El próximo día 19 se entregarán los Premios Princesa de Asturias. Este año el Premio a la Investigación Científica y Técnica ha recaído en Svante Pääbo, que ha alcanzado fama mundial tras haber logrado la recuperación y secuenciación de genomas antiguos. Pääbo ha publicado en sus memorias científicas (“El hombre de Neandertal. En busca de genomas perdidos”) sus primeros intentos de rescatar ADN a partir de un trozo de hígado de ternera “momificado” en un horno de laboratorio; luego, el aislamiento del ADN de la momia de un faraón egipcio, y tras este éxito inicial, la obtención de ADN de los restos de un mamut congelado en Siberia, o del hombre de Hauslabjoch (“Ötzi”), un cadáver congelado de 3000 años de antigüedad encontrado en los Alpes en 1991.

Pero obtener ADN de tejido congelado no es lo mismo que recuperar ADN viable de restos óseos fosilizados hace decenas de miles de años.

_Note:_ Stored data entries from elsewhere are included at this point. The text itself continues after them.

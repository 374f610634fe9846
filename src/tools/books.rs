/// Tools for the reading list
///
/// This module implements book_create, book_list, book_update,
/// book_progress and book_delete.

use schemars::JsonSchema;
use serde::{Deserialize, Serialize};

use crate::domain::{Book, BookStatus, BookUpdate};
use crate::storage::HabitFlowStore;
use crate::tools::{parse_book_id, ToolContext, ToolError};

/// A book together with its reading progress
#[derive(Debug, Clone, Serialize)]
pub struct BookView {
    #[serde(flatten)]
    pub book: Book,
    /// Percent read, 0 to 100
    pub progress: u8,
}

impl From<Book> for BookView {
    fn from(book: Book) -> Self {
        let progress = book.progress();
        Self { book, progress }
    }
}

#[derive(Debug, Serialize)]
pub struct BookResponse {
    pub book: BookView,
    pub message: String,
}

#[derive(Debug, Deserialize, JsonSchema)]
pub struct CreateBookParams {
    pub title: String,
    pub author: Option<String>,
    pub total_pages: Option<u32>,
    /// want_to_read (default), reading, paused or completed
    pub status: Option<String>,
}

#[derive(Debug, Default, Deserialize, JsonSchema)]
pub struct ListBooksParams {
    /// Only books with this status
    pub status: Option<String>,
}

#[derive(Debug, Serialize)]
pub struct ListBooksResponse {
    pub books: Vec<BookView>,
    pub message: String,
}

#[derive(Debug, Deserialize, JsonSchema)]
pub struct UpdateBookParams {
    pub book_id: String,
    pub title: Option<String>,
    pub author: Option<String>,
    pub total_pages: Option<u32>,
    pub current_page: Option<u32>,
    /// want_to_read, reading, paused or completed
    pub status: Option<String>,
    pub notes: Option<String>,
}

#[derive(Debug, Deserialize, JsonSchema)]
pub struct BookProgressParams {
    pub book_id: String,
    /// Page the reader is on now
    pub current_page: u32,
}

#[derive(Debug, Deserialize, JsonSchema)]
pub struct DeleteBookParams {
    pub book_id: String,
}

#[derive(Debug, Serialize)]
pub struct DeleteBookResponse {
    pub book_id: String,
    pub message: String,
}

fn parse_status(raw: Option<String>) -> Result<Option<BookStatus>, ToolError> {
    raw.map(|s| BookStatus::parse(&s)).transpose().map_err(ToolError::from)
}

fn describe(view: &BookView) -> String {
    let pages = match view.book.total_pages {
        Some(total) => format!("page {}/{}", view.book.current_page, total),
        None => format!("page {}/?", view.book.current_page),
    };
    format!(
        "📖 **{}**{} [{}] {}% ({})\n   ID: {}",
        view.book.title,
        view.book
            .author
            .as_deref()
            .map(|a| format!(" by {}", a))
            .unwrap_or_default(),
        view.book.status.display_name(),
        view.progress,
        pages,
        view.book.id
    )
}

/// Add a book to the user's list
pub fn create_book<S: HabitFlowStore>(
    ctx: &ToolContext<'_, S>,
    params: CreateBookParams,
) -> Result<BookResponse, ToolError> {
    let status = parse_status(params.status)?;
    let book = Book::new(
        ctx.user.clone(),
        params.title,
        params.author,
        params.total_pages,
        status,
        ctx.analytics.today(),
    )?;

    ctx.storage.create_book(&book)?;
    tracing::info!("Added book '{}' for {}", book.title, ctx.user);

    let view = BookView::from(book);
    let message = format!("📚 Added book\n{}", describe(&view));
    Ok(BookResponse { book: view, message })
}

/// List the user's books, newest first
pub fn list_books<S: HabitFlowStore>(
    ctx: &ToolContext<'_, S>,
    params: ListBooksParams,
) -> Result<ListBooksResponse, ToolError> {
    let status = parse_status(params.status)?;
    let books: Vec<BookView> = ctx
        .storage
        .list_books(ctx.user, status)?
        .into_iter()
        .map(BookView::from)
        .collect();

    let message = if books.is_empty() {
        "No books found. Add one with book_create!".to_string()
    } else {
        format!(
            "📚 **Books** ({})\n\n{}",
            books.len(),
            books.iter().map(describe).collect::<Vec<_>>().join("\n\n")
        )
    };

    Ok(ListBooksResponse { books, message })
}

/// Change any subset of a book's fields
pub fn update_book<S: HabitFlowStore>(
    ctx: &ToolContext<'_, S>,
    params: UpdateBookParams,
) -> Result<BookResponse, ToolError> {
    let book_id = parse_book_id(&params.book_id)?;
    let update = BookUpdate {
        title: params.title,
        author: params.author,
        total_pages: params.total_pages,
        current_page: params.current_page,
        status: parse_status(params.status)?,
        notes: params.notes,
    };

    if update == BookUpdate::default() {
        return Err(ToolError::InvalidParams("Nothing to update".to_string()));
    }

    apply(ctx, &book_id, update, "✏️ Updated book")
}

/// Record the page the reader has reached
pub fn update_progress<S: HabitFlowStore>(
    ctx: &ToolContext<'_, S>,
    params: BookProgressParams,
) -> Result<BookResponse, ToolError> {
    let book_id = parse_book_id(&params.book_id)?;
    let update = BookUpdate {
        current_page: Some(params.current_page),
        ..Default::default()
    };

    apply(ctx, &book_id, update, "🔖 Progress saved")
}

fn apply<S: HabitFlowStore>(
    ctx: &ToolContext<'_, S>,
    book_id: &crate::domain::BookId,
    update: BookUpdate,
    headline: &str,
) -> Result<BookResponse, ToolError> {
    let mut book = ctx.storage.get_book(ctx.user, book_id)?;
    book.apply_update(update, ctx.analytics.today())?;
    ctx.storage.update_book(&book)?;

    let view = BookView::from(book);
    let message = format!("{}\n{}", headline, describe(&view));
    Ok(BookResponse { book: view, message })
}

/// Remove a book from the list
pub fn delete_book<S: HabitFlowStore>(
    ctx: &ToolContext<'_, S>,
    params: DeleteBookParams,
) -> Result<DeleteBookResponse, ToolError> {
    let book_id = parse_book_id(&params.book_id)?;
    let book = ctx.storage.get_book(ctx.user, &book_id)?;
    ctx.storage.delete_book(ctx.user, &book_id)?;

    Ok(DeleteBookResponse {
        book_id: book_id.to_string(),
        message: format!("🗑️ Removed '{}' from your books", book.title),
    })
}
/// Basic integration tests against on-disk databases
use habitflow::tools::{
    create_book, create_habit, delete_habit, get_dashboard, toggle_habit, update_progress,
    BookProgressParams, CreateBookParams, CreateHabitParams, DashboardParams, DeleteHabitParams,
    ToggleHabitParams,
};
use habitflow::*;
use tempfile::NamedTempFile;

fn habit_params(name: &str) -> CreateHabitParams {
    CreateHabitParams {
        name: name.to_string(),
        icon: None,
        color: None,
        target_days: None,
    }
}

#[cfg(test)]
mod basic_integration_tests {
    use super::*;

    #[tokio::test]
    async fn test_server_basic_workflow() {
        let temp_file = NamedTempFile::new().expect("Failed to create temp file");
        let server = HabitFlowServer::new(ServerConfig::new(temp_file.path()))
            .await
            .expect("Failed to create server");
        let ctx = server.tool_context();

        let habit = create_habit(&ctx, habit_params("Walk")).unwrap().habit;
        let toggled = toggle_habit(&ctx, ToggleHabitParams { habit_id: habit.id.to_string(), date: None }).unwrap();
        assert!(toggled.completed);

        let book = create_book(
            &ctx,
            CreateBookParams {
                title: "Dune".to_string(),
                author: Some("Frank Herbert".to_string()),
                total_pages: Some(400),
                status: Some("reading".to_string()),
            },
        )
        .unwrap()
        .book;
        let progressed = update_progress(
            &ctx,
            BookProgressParams { book_id: book.book.id.to_string(), current_page: 100 },
        )
        .unwrap();
        assert_eq!(progressed.book.progress, 25);

        let dashboard = get_dashboard(&ctx, DashboardParams::default()).unwrap();
        assert_eq!(dashboard.summary.completed_today, 1);
        assert_eq!(dashboard.summary.best_current_streak, 1);
        assert_eq!(dashboard.summary.reading_books, 1);
    }

    #[tokio::test]
    async fn test_database_persistence() {
        let temp_file = NamedTempFile::new().expect("Failed to create temp file");
        let config = ServerConfig::new(temp_file.path());

        let habit_id = {
            let server = HabitFlowServer::new(config.clone())
                .await
                .expect("Failed to create first server");
            let ctx = server.tool_context();
            let habit = create_habit(&ctx, habit_params("Meditate")).unwrap().habit;
            server.storage().upsert_log(&habit.id, server.analytics().today()).unwrap();
            habit.id
        };

        let server = HabitFlowServer::new(config)
            .await
            .expect("Failed to create second server");

        let habits = server.storage().list_habits(server.user()).unwrap();
        assert_eq!(habits.len(), 1);
        assert_eq!(habits[0].id, habit_id);
        assert_eq!(server.storage().list_logs(server.user()).unwrap().len(), 1);
    }

    #[tokio::test]
    async fn test_users_do_not_see_each_other() {
        let temp_file = NamedTempFile::new().expect("Failed to create temp file");

        let mut alice_config = ServerConfig::new(temp_file.path());
        alice_config.user = "alice".to_string();
        let alice = HabitFlowServer::new(alice_config).await.unwrap();
        let habit = create_habit(&alice.tool_context(), habit_params("Swim")).unwrap().habit;

        let mut bob_config = ServerConfig::new(temp_file.path());
        bob_config.user = "bob".to_string();
        let bob = HabitFlowServer::new(bob_config).await.unwrap();

        assert!(bob.storage().list_habits(bob.user()).unwrap().is_empty());
        let result = delete_habit(&bob.tool_context(), DeleteHabitParams { habit_id: habit.id.to_string() });
        assert!(matches!(result, Err(ToolError::Storage(StorageError::HabitNotFound { .. }))));
        assert_eq!(alice.storage().list_habits(alice.user()).unwrap().len(), 1);
    }

    #[test]
    fn test_delete_cascades_on_disk() {
        let temp_file = NamedTempFile::new().expect("Failed to create temp file");
        let storage = SqliteStorage::new(temp_file.path()).expect("Failed to create storage");
        let user = UserId::new("alice").unwrap();

        let habit = Habit::new(user.clone(), "Read".to_string(), None, None, None).unwrap();
        storage.create_habit(&habit).unwrap();
        let today = DayKey::parse("2024-02-10").unwrap();
        for offset in 0..5 {
            storage.upsert_log(&habit.id, today.add_days(-offset)).unwrap();
        }

        storage.delete_habit(&user, &habit.id).unwrap();
        assert!(storage.list_logs(&user).unwrap().is_empty());
    }
}
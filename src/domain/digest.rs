/// Weekly digest entity
///
/// Digests are generated summaries of one ISO week. They are appended and
/// never edited or deleted; only the most recent ones are shown.

use chrono::{DateTime, Datelike, Utc};
use serde::{Deserialize, Serialize};

use crate::domain::{DayKey, DigestId, UserId};

/// How many digests the history view returns
pub const DIGEST_HISTORY_LIMIT: u32 = 12;

/// A generated weekly summary
#[derive(Debug, Clone, PartialEq, Serialize, Deserialize)]
pub struct WeeklyDigest {
    pub id: DigestId,
    pub user_id: UserId,
    /// Monday of the summarized week
    pub week_start: DayKey,
    /// Markdown text as returned by the text generator
    pub content: String,
    pub created_at: DateTime<Utc>,
}

impl WeeklyDigest {
    pub fn new(user_id: UserId, week_start: DayKey, content: String) -> Self {
        Self {
            id: DigestId::new(),
            user_id,
            week_start,
            content,
            created_at: Utc::now(),
        }
    }

    /// Create a digest from existing data (used when loading from database)
    pub fn from_existing(
        id: DigestId,
        user_id: UserId,
        week_start: DayKey,
        content: String,
        created_at: DateTime<Utc>,
    ) -> Self {
        Self {
            id,
            user_id,
            week_start,
            content,
            created_at,
        }
    }
}

/// Monday of the ISO week containing `day`
pub fn week_start_for(day: DayKey) -> DayKey {
    day.add_days(-(day.date().weekday().num_days_from_monday() as i64))
}

/// Sunday of the ISO week containing `day`
pub fn week_end_for(day: DayKey) -> DayKey {
    week_start_for(day).add_days(6)
}

#[cfg(test)]
mod tests {
    use super::*;

    fn day(s: &str) -> DayKey {
        DayKey::parse(s).unwrap()
    }

    #[test]
    fn test_week_bounds() {
        // Wednesday
        assert_eq!(week_start_for(day("2024-05-15")), day("2024-05-13"));
        assert_eq!(week_end_for(day("2024-05-15")), day("2024-05-19"));
        // Sunday belongs to the week that started the Monday before
        assert_eq!(week_start_for(day("2024-05-19")), day("2024-05-13"));
        // Monday is its own week start
        assert_eq!(week_start_for(day("2024-05-13")), day("2024-05-13"));
        // Across a year boundary
        assert_eq!(week_start_for(day("2025-01-01")), day("2024-12-30"));
    }
}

Por su condición de pionero, Pääbo tuvo que hacer frente a dificultades desconocidas hasta el momento en que se presentaban: desde el propio rescate de ADN -una molécula sumamente sensible y que espontáneamente se destruye una vez sobrevenida la muerte del individuo- hasta su aislamiento del ADN moderno que podía contaminar sus experimentos en cualquiera de los muchos pasos requeridos, pasando por las dificultades técnicas para extraer e identificar los diminutos fragmentos obtenidos, y para reconstruir con ellos el enorme puzzle del genoma antiguo, un puzzle cuya “imagen” final era previamente desconocida. Para hacernos una idea de la gesta que supuso, basta decir que la reconstrucción del genoma del hombre de Neandertal supuso el ensamblaje de más de ¡mil millones! de fragmentos de ADN.

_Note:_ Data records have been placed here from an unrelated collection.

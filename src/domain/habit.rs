/// Habit entity and related functionality
///
/// This module defines the core Habit struct that represents something a user
/// wants to do regularly, along with validation and the derived per-habit
/// statistics shown on the dashboard.

use chrono::{DateTime, Utc};
use serde::{Deserialize, Serialize};

use crate::domain::{DomainError, HabitId, TargetDays, UserId};

/// Icon given to habits created without one
pub const DEFAULT_ICON: &str = "✅";

/// Colour given to habits created without one
pub const DEFAULT_COLOR: &str = "#22c55e";

/// A habit a user wants to track
#[derive(Debug, Clone, PartialEq, Serialize, Deserialize)]
pub struct Habit {
    /// Unique identifier for this habit
    pub id: HabitId,
    /// Owner of the habit
    pub user_id: UserId,
    /// Display name (e.g., "Morning Run", "Read for 30min")
    pub name: String,
    /// Short emoji or glyph shown next to the name
    pub icon: String,
    /// Hex colour used when rendering the habit
    pub color: String,
    /// Weekdays the habit is expected on
    pub target_days: TargetDays,
    /// When this habit was created
    pub created_at: DateTime<Utc>,
}

impl Habit {
    /// Create a new habit with validation
    ///
    /// Missing icon, colour and target days fall back to the defaults.
    pub fn new(
        user_id: UserId,
        name: String,
        icon: Option<String>,
        color: Option<String>,
        target_days: Option<TargetDays>,
    ) -> Result<Self, DomainError> {
        let name = name.trim().to_string();
        let icon = icon.unwrap_or_else(|| DEFAULT_ICON.to_string());
        let color = color.unwrap_or_else(|| DEFAULT_COLOR.to_string());

        Self::validate_name(&name)?;
        Self::validate_icon(&icon)?;
        Self::validate_color(&color)?;

        Ok(Self {
            id: HabitId::new(),
            user_id,
            name,
            icon,
            color,
            target_days: target_days.unwrap_or_default(),
            created_at: Utc::now(),
        })
    }

    /// Create a habit from existing data (used when loading from database)
    ///
    /// This constructor assumes data is already validated.
    pub fn from_existing(
        id: HabitId,
        user_id: UserId,
        name: String,
        icon: String,
        color: String,
        target_days: TargetDays,
        created_at: DateTime<Utc>,
    ) -> Self {
        Self {
            id,
            user_id,
            name,
            icon,
            color,
            target_days,
            created_at,
        }
    }

    /// Update the habit's properties with validation
    ///
    /// Nothing is applied unless every provided value is valid.
    pub fn update(
        &mut self,
        name: Option<String>,
        icon: Option<String>,
        color: Option<String>,
        target_days: Option<TargetDays>,
    ) -> Result<(), DomainError> {
        let name = name.map(|n| n.trim().to_string());

        if let Some(ref new_name) = name {
            Self::validate_name(new_name)?;
        }
        if let Some(ref new_icon) = icon {
            Self::validate_icon(new_icon)?;
        }
        if let Some(ref new_color) = color {
            Self::validate_color(new_color)?;
        }

        if let Some(new_name) = name {
            self.name = new_name;
        }
        if let Some(new_icon) = icon {
            self.icon = new_icon;
        }
        if let Some(new_color) = color {
            self.color = new_color;
        }
        if let Some(new_target_days) = target_days {
            self.target_days = new_target_days;
        }

        Ok(())
    }

    // Validation helper methods

    fn validate_name(name: &str) -> Result<(), DomainError> {
        if name.is_empty() {
            return Err(DomainError::InvalidHabitName(
                "Habit name cannot be empty".to_string(),
            ));
        }

        if name.chars().count() > 100 {
            return Err(DomainError::InvalidHabitName(
                "Habit name cannot be longer than 100 characters".to_string(),
            ));
        }

        Ok(())
    }

    fn validate_icon(icon: &str) -> Result<(), DomainError> {
        let trimmed = icon.trim();
        if trimmed.is_empty() || trimmed.chars().count() > 16 {
            return Err(DomainError::InvalidValue {
                message: "Icon must be between 1 and 16 characters".to_string(),
            });
        }
        Ok(())
    }

    /// Colours are `#rgb` or `#rrggbb`
    fn validate_color(color: &str) -> Result<(), DomainError> {
        let valid = match color.strip_prefix('#') {
            Some(hex) => (hex.len() == 3 || hex.len() == 6) && hex.chars().all(|c| c.is_ascii_hexdigit()),
            None => false,
        };

        if !valid {
            return Err(DomainError::InvalidValue {
                message: format!("Color must be a hex value like #22c55e, got '{}'", color),
            });
        }
        Ok(())
    }
}

/// A habit together with its derived completion stats
///
/// Computed fresh from the logs every time; never stored.
#[derive(Debug, Clone, PartialEq, Serialize)]
pub struct HabitWithStats {
    #[serde(flatten)]
    pub habit: Habit,
    pub current_streak: u32,
    pub longest_streak: u32,
    pub completed_today: bool,
}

El conocimiento del genoma nos ha permitido conocer rasgos del hombre de Neandertal que permanecían en la sombra. Por ejemplo: durante mucho tiempo se ha discutido si estarían más cerca del chimpancé o de nosotros en cuanto a la capacidad para desarrollar un lenguaje. Los trabajos de Pääbo han revelado que el neandertal tenía un gen FOXP2 -el gen encargado de regular el lenguaje- idéntico al humano: el hombre de Neandertal era capaz de un lenguaje articulado similar el nuestro.

Pero las consecuencias del trabajo del Svante Pääbo se extienden más allá, y han supuesto un cambio en el paradigma de los estudios sobre la evolución humana. No olvidemos que los estudios clásicos sobre restos fósiles se producen a partir del descubrimiento de fragmentos óseos, que, por sus rasgos físicos, hacen pensar a los investigadores que se trata, o no, de una nueva especie. Es decir: en el curso de la evolución humana se han definido especies diferentes -Australopithecus, H. habilis, H. erectus, H. ergaster, H. heilderbergensis, H. antecesor,…- a partir de características morfológicas de los fragmentos óseos encontrados. Pero eso está en contradicción con el concepto de especie que manejan habitualmente los biólogos. O, mejor, habría que decir “los conceptos que manejan los biólogos”, pues manejan uno u otro según el material de que disponen y el objeto que persiguen: “especie” puede significar un conjunto de individuos que se reproducen entre sí dando lugar a descendencia fértil (pero esto sólo vale para especies con reproducción sexual), o un conjunto de individuos que proceden directamente unos de otros en línea recta (por ejemplo, en el caso de las bacterias), o los individuos que comparten un “aspecto” general común (como en el caso de las especies extintas definidas por sus fósiles).

En el estado actual de la ciencia, sin embargo, el concepto de especie que tiene preeminencia es el que se basa en los datos genéticos, y ese conocimiento, que se ha acelerado en los últimos años, ha permitido rediseñar algunos aspectos del árbol de la vida: dos especies cualesquiera estarán más próximas entre sí desde el punto de vista evolutivo cuanto más semejantes sean sus genomas.

El trabajo de Pääbo ha supuesto aquí un cambio decisivo. La posibilidad de conocer genomas antiguos que se nos brinda ahora está permitiendo describir nuevas especies a partir de los datos genéticos: en el año 2008 se descubrió, en las cuevas de Denisova, al sur de Siberia, un pequeño fragmento del hueso de un dedo. El estudio de su genoma ha permitido saber que procede de una niña de entre 3 y 5 años perteneciente a una especie hasta entonces desconocida; poco tiempo después se encontraron dos dientes que resultaron ser de dos individuos distintos de la misma especie, llamada de momento -hasta que se alcance un acuerdo entre los especialistas- Denisoviano.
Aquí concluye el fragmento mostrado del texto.